1. The simplest index

If the query id is 4, only full table scan can be performed without index.

Now you need to design an index for the primary key, which is essentially the primary key directory.

A primary key directory is a directory that combines the page number of a data page with the smallest primary key value in the data page to form an index.

With the primary key directory, and then through the primary key to query data is not convenient. If you want to query the data with ID =3, you will first compare it with the minimum primary key in the primary key directory, that is, with the minimum primary key of each data page. It is found that id=3 is greater than the minimum primary key value of data page 2 1, and less than the maximum primary key value of data page 8 4.

Note The data whose ID is 3 must be in data page 2.

This is the simplest and most basic index concept.

2. Physical storage structure of index page based on B+ tree

Now that we know the index of the primary key directory implementation, there is a problem if the data in a single table is too large, reaching millions or tens of millions or even hundreds of millions. How can we store a large number of data pages and minimum primary key values in the primary key directory?

At this time, is to take the index data stored in the data page to solve the way.

That is, the actual data in the table is stored in the data page, and the index data is also stored in the page.

The index page stores the minimum primary key and data page number.

When there are more and more data pages, there will be more and more index pages, and it becomes very inefficient to query the corresponding data pages through index pages.

At this point, an additional level is added to the index page. At the higher level, the page number of each index page and the minimum primary key value in the page are saved.

If you want to find the data with id=46, first go to index page 35 and then use dichotomy to quickly locate the data in index page 20. Then from the index page 20 through the binary search location, it will find that the data id=46 is in the data page 8, through the binary search of the directory page, query the data ID =46.

If the top-level index page contains too many lower-level index pages, it needs to be layered again

The index page structure is a tree structure.

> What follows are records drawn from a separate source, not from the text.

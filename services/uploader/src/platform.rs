//! External video platform abstraction
//!
//! The relay never talks to the hosting platform directly from a handler.
//! Handlers go through [`VideoPlatform`], which returns a typed
//! [`PlatformError`] so the HTTP mapping is an exhaustive match.

use std::path::Path;

use async_trait::async_trait;
use serde::{Deserialize, Serialize};
use thiserror::Error;
use tokio::fs::File;

pub mod youtube;

/// Base of the canonical short link for an uploaded video
pub const SHORT_URL_BASE: &str = "https://youtu.be/";

/// Visibility of an uploaded video
#[derive(Debug, Clone, Copy, Default, PartialEq, Eq, Serialize, Deserialize)]
#[serde(rename_all = "lowercase")]
pub enum PrivacyStatus {
    #[default]
    Private,
    Public,
    Unlisted,
}

/// Descriptive part of the video resource
#[derive(Debug, Clone, PartialEq, Serialize)]
#[serde(rename_all = "camelCase")]
pub struct VideoSnippet {
    pub title: String,
    pub description: String,
    pub tags: Vec<String>,
    #[serde(skip_serializing_if = "Option::is_none")]
    pub default_language: Option<String>,
    #[serde(skip_serializing_if = "Option::is_none")]
    pub default_audio_language: Option<String>,
}

/// Publication part of the video resource
#[derive(Debug, Clone, PartialEq, Serialize)]
#[serde(rename_all = "camelCase")]
pub struct VideoStatus {
    pub privacy_status: PrivacyStatus,
    #[serde(skip_serializing_if = "Option::is_none")]
    pub publish_at: Option<String>,
}

/// Metadata sent alongside the media body
#[derive(Debug, Clone, PartialEq, Serialize)]
pub struct VideoResource {
    pub snippet: VideoSnippet,
    pub status: VideoStatus,
}

/// An opened local file ready to be streamed
#[derive(Debug)]
pub struct VideoMedia {
    pub file: File,
    pub len: u64,
}

impl VideoMedia {
    /// Open a regular file for streaming
    ///
    /// Directories and other non-regular entries are reported as
    /// [`std::io::ErrorKind::NotFound`].
    pub async fn open(path: impl AsRef<Path>) -> std::io::Result<Self> {
        let path = path.as_ref();
        let metadata = tokio::fs::metadata(path).await?;
        if !metadata.is_file() {
            return Err(std::io::Error::new(
                std::io::ErrorKind::NotFound,
                format!("{} is not a regular file", path.display()),
            ));
        }

        let file = File::open(path).await?;
        Ok(Self {
            file,
            len: metadata.len(),
        })
    }
}

/// A video accepted by the platform
#[derive(Debug, Clone, PartialEq, Eq, Deserialize)]
pub struct UploadedVideo {
    pub id: String,
}

impl UploadedVideo {
    /// Canonical short URL of the video
    pub fn url(&self) -> String {
        format!("{}{}", SHORT_URL_BASE, self.id)
    }
}

/// Classified failure reported by the platform
#[derive(Error, Debug)]
pub enum PlatformError {
    /// The access token was rejected or has expired
    #[error("Unauthorized: {0}")]
    Unauthorized(String),

    /// The token lacks the scope or the channel lacks the permission
    #[error("Forbidden: {0}")]
    Forbidden(String),

    /// The platform reported a missing resource
    #[error("Not found: {0}")]
    NotFound(String),

    /// Any other error reported by the platform
    #[error("{message}")]
    Unknown { code: Option<u16>, message: String },

    /// The platform could not be reached or its reply could not be read
    #[error("Transport error: {0}")]
    Transport(String),
}

impl PlatformError {
    /// Classify a numeric platform error code
    pub fn from_code(code: u16, message: impl Into<String>) -> Self {
        let message = message.into();
        match code {
            401 => PlatformError::Unauthorized(message),
            403 => PlatformError::Forbidden(message),
            404 => PlatformError::NotFound(message),
            _ => PlatformError::Unknown {
                code: Some(code),
                message,
            },
        }
    }

    /// Short name used in logs
    pub fn kind(&self) -> &'static str {
        match self {
            PlatformError::Unauthorized(_) => "unauthorized",
            PlatformError::Forbidden(_) => "forbidden",
            PlatformError::NotFound(_) => "not_found",
            PlatformError::Unknown { .. } => "unknown",
            PlatformError::Transport(_) => "transport",
        }
    }

    /// Platform supplied message
    pub fn message(&self) -> &str {
        match self {
            PlatformError::Unauthorized(message)
            | PlatformError::Forbidden(message)
            | PlatformError::NotFound(message)
            | PlatformError::Unknown { message, .. }
            | PlatformError::Transport(message) => message,
        }
    }
}

impl From<reqwest::Error> for PlatformError {
    fn from(e: reqwest::Error) -> Self {
        // request URLs carry the upload session id
        PlatformError::Transport(e.without_url().to_string())
    }
}

/// Upload operation offered by a video platform
#[async_trait]
pub trait VideoPlatform: Send + Sync {
    /// Create a video from `media` described by `resource`
    ///
    /// `access_token` is used as given for this single call.
    async fn insert_video(
        &self,
        access_token: &str,
        resource: &VideoResource,
        media: VideoMedia,
    ) -> Result<UploadedVideo, PlatformError>;
}
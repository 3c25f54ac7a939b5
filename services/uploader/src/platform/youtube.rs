//! YouTube Data API v3 upload client
//!
//! Uploads use the resumable protocol: a metadata request opens an upload
//! session and returns its URI in the `Location` header, then the media is
//! streamed to that URI in a single request.

use async_trait::async_trait;
use reqwest::{
    Client, Response,
    header::{CONTENT_LENGTH, CONTENT_TYPE, LOCATION},
};
use serde::Deserialize;
use tokio_util::io::ReaderStream;
use tracing::{debug, info};

use super::{PlatformError, UploadedVideo, VideoMedia, VideoPlatform, VideoResource};

/// Content type announced for the media body
const VIDEO_CONTENT_TYPE: &str = "video/*";

/// Error envelope returned by Google APIs
#[derive(Debug, Deserialize)]
struct GoogleErrorResponse {
    error: GoogleError,
}

#[derive(Debug, Deserialize)]
struct GoogleError {
    code: Option<u16>,
    message: Option<String>,
    #[serde(default)]
    errors: Vec<GoogleErrorItem>,
}

#[derive(Debug, Deserialize)]
struct GoogleErrorItem {
    message: Option<String>,
}

/// YouTube upload client
#[derive(Clone)]
pub struct YouTubeClient {
    http: Client,
    upload_url: String,
}

impl YouTubeClient {
    /// Create a new client for the given upload endpoint
    pub fn new(upload_url: impl Into<String>) -> Self {
        Self {
            http: Client::new(),
            upload_url: upload_url.into(),
        }
    }

    /// Open a resumable upload session and return its URI
    async fn start_session(
        &self,
        access_token: &str,
        resource: &VideoResource,
        media_len: u64,
    ) -> Result<reqwest::Url, PlatformError> {
        let response = self
            .http
            .post(&self.upload_url)
            .query(&[("uploadType", "resumable"), ("part", "snippet,status")])
            .bearer_auth(access_token)
            .header("X-Upload-Content-Type", VIDEO_CONTENT_TYPE)
            .header("X-Upload-Content-Length", media_len.to_string())
            .json(resource)
            .send()
            .await?;

        if !response.status().is_success() {
            return Err(error_from_response(response).await);
        }

        let location = response
            .headers()
            .get(LOCATION)
            .and_then(|value| value.to_str().ok())
            .ok_or_else(|| {
                PlatformError::Transport(
                    "Upload session response did not include a Location header".to_string(),
                )
            })?;

        response
            .url()
            .join(location)
            .map_err(|e| PlatformError::Transport(format!("Invalid upload session URI: {}", e)))
    }

    /// Stream the media body to an open session
    async fn transfer(
        &self,
        access_token: &str,
        session_uri: reqwest::Url,
        media: VideoMedia,
    ) -> Result<UploadedVideo, PlatformError> {
        let len = media.len;
        let body = reqwest::Body::wrap_stream(ReaderStream::new(media.file));

        let response = self
            .http
            .put(session_uri)
            .bearer_auth(access_token)
            .header(CONTENT_TYPE, VIDEO_CONTENT_TYPE)
            .header(CONTENT_LENGTH, len.to_string())
            .body(body)
            .send()
            .await?;

        if !response.status().is_success() {
            return Err(error_from_response(response).await);
        }

        response.json::<UploadedVideo>().await.map_err(|e| {
            PlatformError::Transport(format!(
                "Failed to decode upload response: {}",
                e.without_url()
            ))
        })
    }
}

#[async_trait]
impl VideoPlatform for YouTubeClient {
    async fn insert_video(
        &self,
        access_token: &str,
        resource: &VideoResource,
        media: VideoMedia,
    ) -> Result<UploadedVideo, PlatformError> {
        let session_uri = self.start_session(access_token, resource, media.len).await?;
        debug!("Upload session opened");

        let video = self.transfer(access_token, session_uri, media).await?;
        info!(video_id = %video.id, "Video accepted by YouTube");

        Ok(video)
    }
}

/// Turn a non-success response into a classified error
///
/// The message prefers `error.errors[0].message`, then `error.message`,
/// then the HTTP reason phrase.
async fn error_from_response(response: Response) -> PlatformError {
    let status = response.status();
    let body = response.text().await.unwrap_or_default();

    let (code, message) = match serde_json::from_str::<GoogleErrorResponse>(&body) {
        Ok(GoogleErrorResponse { error }) => {
            let message = error
                .errors
                .into_iter()
                .find_map(|item| item.message)
                .or(error.message);
            (error.code.unwrap_or(status.as_u16()), message)
        }
        Err(_) => (status.as_u16(), None),
    };

    let message = message.unwrap_or_else(|| {
        status
            .canonical_reason()
            .map(str::to_string)
            .unwrap_or_else(|| format!("HTTP {}", status.as_u16()))
    });

    PlatformError::from_code(code, message)
}
//! Server startup and graceful shutdown

use std::{future::Future, net::SocketAddr};

use anyhow::Result;
use axum::Router;
use tokio::net::TcpListener;
use tracing::info;

use crate::{routes, state::AppState};

/// A bound HTTP listener together with the router it serves
pub struct Server {
    listener: TcpListener,
    router: Router,
}

impl Server {
    /// Bind the listener on the configured address
    pub async fn bind(state: AppState) -> Result<Self> {
        let addr = state.config.bind_address();
        let listener = TcpListener::bind(&addr).await?;
        let router = routes::create_router(state);

        Ok(Self { listener, router })
    }

    /// Address the listener is bound to
    pub fn local_addr(&self) -> std::io::Result<SocketAddr> {
        self.listener.local_addr()
    }

    /// Serve requests until `shutdown` resolves
    ///
    /// Once `shutdown` resolves no new connections are accepted and the
    /// call returns after in-flight requests finish.
    pub async fn run<F>(self, shutdown: F) -> Result<()>
    where
        F: Future<Output = ()> + Send + 'static,
    {
        axum::serve(self.listener, self.router)
            .with_graceful_shutdown(shutdown)
            .await?;

        Ok(())
    }
}

/// Resolve on Ctrl+C (SIGINT) or SIGTERM
///
/// # Panics
/// Panics if a signal handler cannot be installed.
pub async fn shutdown_signal() {
    let ctrl_c = async {
        tokio::signal::ctrl_c()
            .await
            .expect("Failed to install Ctrl+C handler");
    };

    #[cfg(unix)]
    let terminate = async {
        tokio::signal::unix::signal(tokio::signal::unix::SignalKind::terminate())
            .expect("Failed to install signal handler")
            .recv()
            .await;
    };

    #[cfg(not(unix))]
    let terminate = std::future::pending::<()>();

    tokio::select! {
        _ = ctrl_c => info!("Received Ctrl+C signal"),
        _ = terminate => info!("Received terminate signal"),
    }

    info!("Shutting down gracefully, draining in-flight requests");
}
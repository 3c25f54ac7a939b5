//! Application state shared across handlers

use std::{sync::Arc, time::Instant};

use common::config::AppConfig;

use crate::platform::VideoPlatform;

/// Application state shared across handlers
#[derive(Clone)]
pub struct AppState {
    pub config: Arc<AppConfig>,
    pub platform: Arc<dyn VideoPlatform>,
    pub started_at: Instant,
}

impl AppState {
    /// Create the state for a freshly started process
    pub fn new(config: AppConfig, platform: Arc<dyn VideoPlatform>) -> Self {
        Self {
            config: Arc::new(config),
            platform,
            started_at: Instant::now(),
        }
    }

    /// Seconds since the state was created
    pub fn uptime_seconds(&self) -> f64 {
        self.started_at.elapsed().as_secs_f64()
    }
}
//! Logging initialisation

use tracing_subscriber::EnvFilter;

/// Default filter used when `RUST_LOG` is not set
pub const DEFAULT_FILTER: &str = "info";

/// Install the global fmt subscriber
///
/// The filter is read from `RUST_LOG` and falls back to [`DEFAULT_FILTER`].
/// Must be called once, before the first log line.
pub fn init_tracing() {
    tracing_subscriber::fmt()
        .with_env_filter(
            EnvFilter::try_from_default_env().unwrap_or_else(|_| EnvFilter::new(DEFAULT_FILTER)),
        )
        .with_target(false)
        .init();
}
use std::sync::Arc;

use anyhow::Result;
use tracing::info;

mod auth;
mod error;
mod models;
mod platform;
mod routes;
mod server;
mod state;

use common::config::AppConfig;

use crate::{platform::youtube::YouTubeClient, server::Server, state::AppState};

#[tokio::main]
async fn main() -> Result<()> {
    // Initialize logging
    common::logging::init_tracing();

    info!("Starting upload relay service");

    let config = AppConfig::from_env()?;
    info!(
        environment = %config.environment,
        upload_url = %config.youtube_upload_url,
        "Configuration loaded"
    );

    let platform = Arc::new(YouTubeClient::new(config.youtube_upload_url.clone()));
    let app_state = AppState::new(config, platform);

    // Start the web server
    let server = Server::bind(app_state).await?;
    info!("Upload relay listening on {}", server.local_addr()?);

    server.run(server::shutdown_signal()).await?;

    info!("Upload relay stopped");

    Ok(())
}
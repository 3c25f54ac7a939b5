//! Process configuration
//!
//! Configuration is read once at startup from environment variables (after
//! an optional local `.env` file) and stays immutable for the life of the
//! process.

use std::collections::HashMap;
use std::fmt;
use std::path::Path;

use config::{Config, Environment as EnvSource};
use serde::Deserialize;
use tracing::{debug, info};

use crate::error::{ConfigError, ConfigResult};

/// Default listen port
pub const DEFAULT_PORT: u16 = 1996;

/// Default listen address
pub const DEFAULT_HOST: &str = "0.0.0.0";

/// YouTube Data API v3 media upload endpoint
pub const DEFAULT_YOUTUBE_UPLOAD_URL: &str = "https://www.googleapis.com/upload/youtube/v3/videos";

/// Default maximum size of a JSON request body (50 MiB)
pub const DEFAULT_BODY_LIMIT_BYTES: usize = 50 * 1024 * 1024;

/// Deployment environment the process runs in
#[derive(Debug, Clone, Copy, Default, PartialEq, Eq, Deserialize)]
#[serde(rename_all = "lowercase")]
pub enum Environment {
    #[default]
    Development,
    Production,
}

impl Environment {
    /// Get the environment name as a string
    pub fn as_str(&self) -> &'static str {
        match self {
            Environment::Development => "development",
            Environment::Production => "production",
        }
    }

    /// Whether internal error details may be exposed to callers
    pub fn is_development(&self) -> bool {
        matches!(self, Environment::Development)
    }
}

impl fmt::Display for Environment {
    fn fmt(&self, f: &mut fmt::Formatter<'_>) -> fmt::Result {
        f.write_str(self.as_str())
    }
}

/// Application configuration
///
/// # Environment Variables
/// - `HOST`: listen address (default: "0.0.0.0")
/// - `PORT`: listen port (default: 1996)
/// - `APP_ENV`: "development" or "production" (default: "development")
/// - `YOUTUBE_UPLOAD_URL`: platform upload endpoint
/// - `BODY_LIMIT_BYTES`: maximum JSON body size (default: 50 MiB)
#[derive(Debug, Clone, Deserialize)]
pub struct AppConfig {
    #[serde(default = "default_host")]
    pub host: String,
    #[serde(default = "default_port")]
    pub port: u16,
    #[serde(default, rename = "app_env")]
    pub environment: Environment,
    #[serde(default = "default_youtube_upload_url")]
    pub youtube_upload_url: String,
    #[serde(default = "default_body_limit_bytes")]
    pub body_limit_bytes: usize,
}

fn default_host() -> String {
    DEFAULT_HOST.to_string()
}

fn default_port() -> u16 {
    DEFAULT_PORT
}

fn default_youtube_upload_url() -> String {
    DEFAULT_YOUTUBE_UPLOAD_URL.to_string()
}

fn default_body_limit_bytes() -> usize {
    DEFAULT_BODY_LIMIT_BYTES
}

impl Default for AppConfig {
    fn default() -> Self {
        Self {
            host: default_host(),
            port: default_port(),
            environment: Environment::default(),
            youtube_upload_url: default_youtube_upload_url(),
            body_limit_bytes: default_body_limit_bytes(),
        }
    }
}

impl AppConfig {
    /// Create a new AppConfig from the process environment
    ///
    /// A `.env` file in the working directory is read first when present;
    /// variables already set in the environment take precedence.
    pub fn from_env() -> ConfigResult<Self> {
        let process = std::env::vars_os()
            .filter_map(|(key, value)| Some((key.into_string().ok()?, value.into_string().ok()?)))
            .collect();

        Self::from_dotenv(Path::new(".env"), process)
    }

    /// Create a new AppConfig from a dotenv file overlaid with `process`
    ///
    /// A missing file is not an error. The process environment is not
    /// modified.
    pub fn from_dotenv(path: &Path, process: HashMap<String, String>) -> ConfigResult<Self> {
        let mut vars = read_dotenv(path)?;
        vars.extend(process);
        Self::from_vars(vars)
    }

    /// Create a new AppConfig from an explicit set of variables
    ///
    /// Keys use the same names as the environment variables.
    pub fn from_vars(vars: HashMap<String, String>) -> ConfigResult<Self> {
        Self::load(EnvSource::default().source(Some(vars)))
    }

    fn load(source: EnvSource) -> ConfigResult<Self> {
        let config: AppConfig = Config::builder()
            .add_source(source.try_parsing(true))
            .build()?
            .try_deserialize()?;

        config.validate()?;
        Ok(config)
    }

    fn validate(&self) -> ConfigResult<()> {
        if self.host.trim().is_empty() {
            return Err(ConfigError::Invalid("HOST must not be empty".to_string()));
        }

        if !(self.youtube_upload_url.starts_with("http://")
            || self.youtube_upload_url.starts_with("https://"))
        {
            return Err(ConfigError::Invalid(format!(
                "YOUTUBE_UPLOAD_URL must be an http(s) URL, got {}",
                self.youtube_upload_url
            )));
        }

        if self.body_limit_bytes == 0 {
            return Err(ConfigError::Invalid(
                "BODY_LIMIT_BYTES must be greater than zero".to_string(),
            ));
        }

        Ok(())
    }

    /// Address the HTTP listener binds to
    pub fn bind_address(&self) -> String {
        format!("{}:{}", self.host, self.port)
    }
}

fn read_dotenv(path: &Path) -> ConfigResult<HashMap<String, String>> {
    let invalid = |e: dotenvy::Error| {
        ConfigError::Invalid(format!("Failed to read {}: {}", path.display(), e))
    };

    match dotenvy::from_path_iter(path) {
        Ok(lines) => {
            let vars = lines.collect::<Result<HashMap<_, _>, _>>().map_err(invalid)?;
            info!("Loaded {} variables from {}", vars.len(), path.display());
            Ok(vars)
        }
        Err(e) if e.not_found() => {
            debug!("No {} file found", path.display());
            Ok(HashMap::new())
        }
        Err(e) => Err(invalid(e)),
    }
}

The index page of the non-leaf node stores the page number and minimum primary key value of the index page, while the index page of the leaf node stores the data page and minimum primary key value.

3. Cluster index

The physical storage structure of the index page shows how data is queried through primary key indexes.

In other words, the index page of the corresponding leaf node is found through the binary search of the primary key, and then the corresponding data page is found through the binary search of the corresponding slot through the page directory, and then the corresponding data row is traversed through the data in the slot.

In other words, the index page of a leaf node is the data page itself.

This is also the clustered index of a B+ tree consisting of index pages + data pages.

So, in The InnoDB engine, when you add or delete data, you put data pages directly into the cluster index, the data is in the cluster index, and the cluster index contains the data.

When a page split occurs, data rows are adjusted internally to ensure that the primary key values in the data page are in order and that all primary key values in the next data page are greater than all primary key values in the previous data page.

The upper index data structure is maintained while the page is split. Maintain your index entries in the upper index page. If there are more and more data pages, the corresponding index page can not fit, at this time will appear a new index page and then make an upper index page.

4. Secondary indexes

Suppose you want to index other fields, such as name, age, and so on, all of which are similar.

Now to build an index for the name field, so the data is then insert, on the one hand, the complete data is inserted into the leaf nodes of the cluster index data page, on the other hand, for the name field to regenerate a B + tree, the B + tree leaf nodes and data page, but this data page only for primary key field, and the name field

This is a B+ tree independent of the cluster index, which is an index B+ tree built based on the name field. As for the sorting rule of the data page of the leaf node, it is sorted according to the size of the name value as before. Meanwhile, the value of the name field in the next data page is greater than the value of the name field in the previous data page.

In this B+ tree, the non-leaf nodes store the index page number and the minimum name field value; The leaf node stores the primary key field and the name field value

This is based on the name field value to search data, the search process is consistent, from the root node layer down, through binary search quickly locate the data page.

SQL > select * from user where name = ‘zangsan’; SQL > select * from user where name = ‘zangsan’; SQL > select * from user where name = ‘zangsan’;

Then we need to do the table back. It also needs to locate the complete data row corresponding to the primary key by starting from the root node and finding the data page of the leaf node in the cluster index. Only then can all fields required by SELECT * be returned.

Therefore, such indexes based on ordinary fields are called secondary indexes.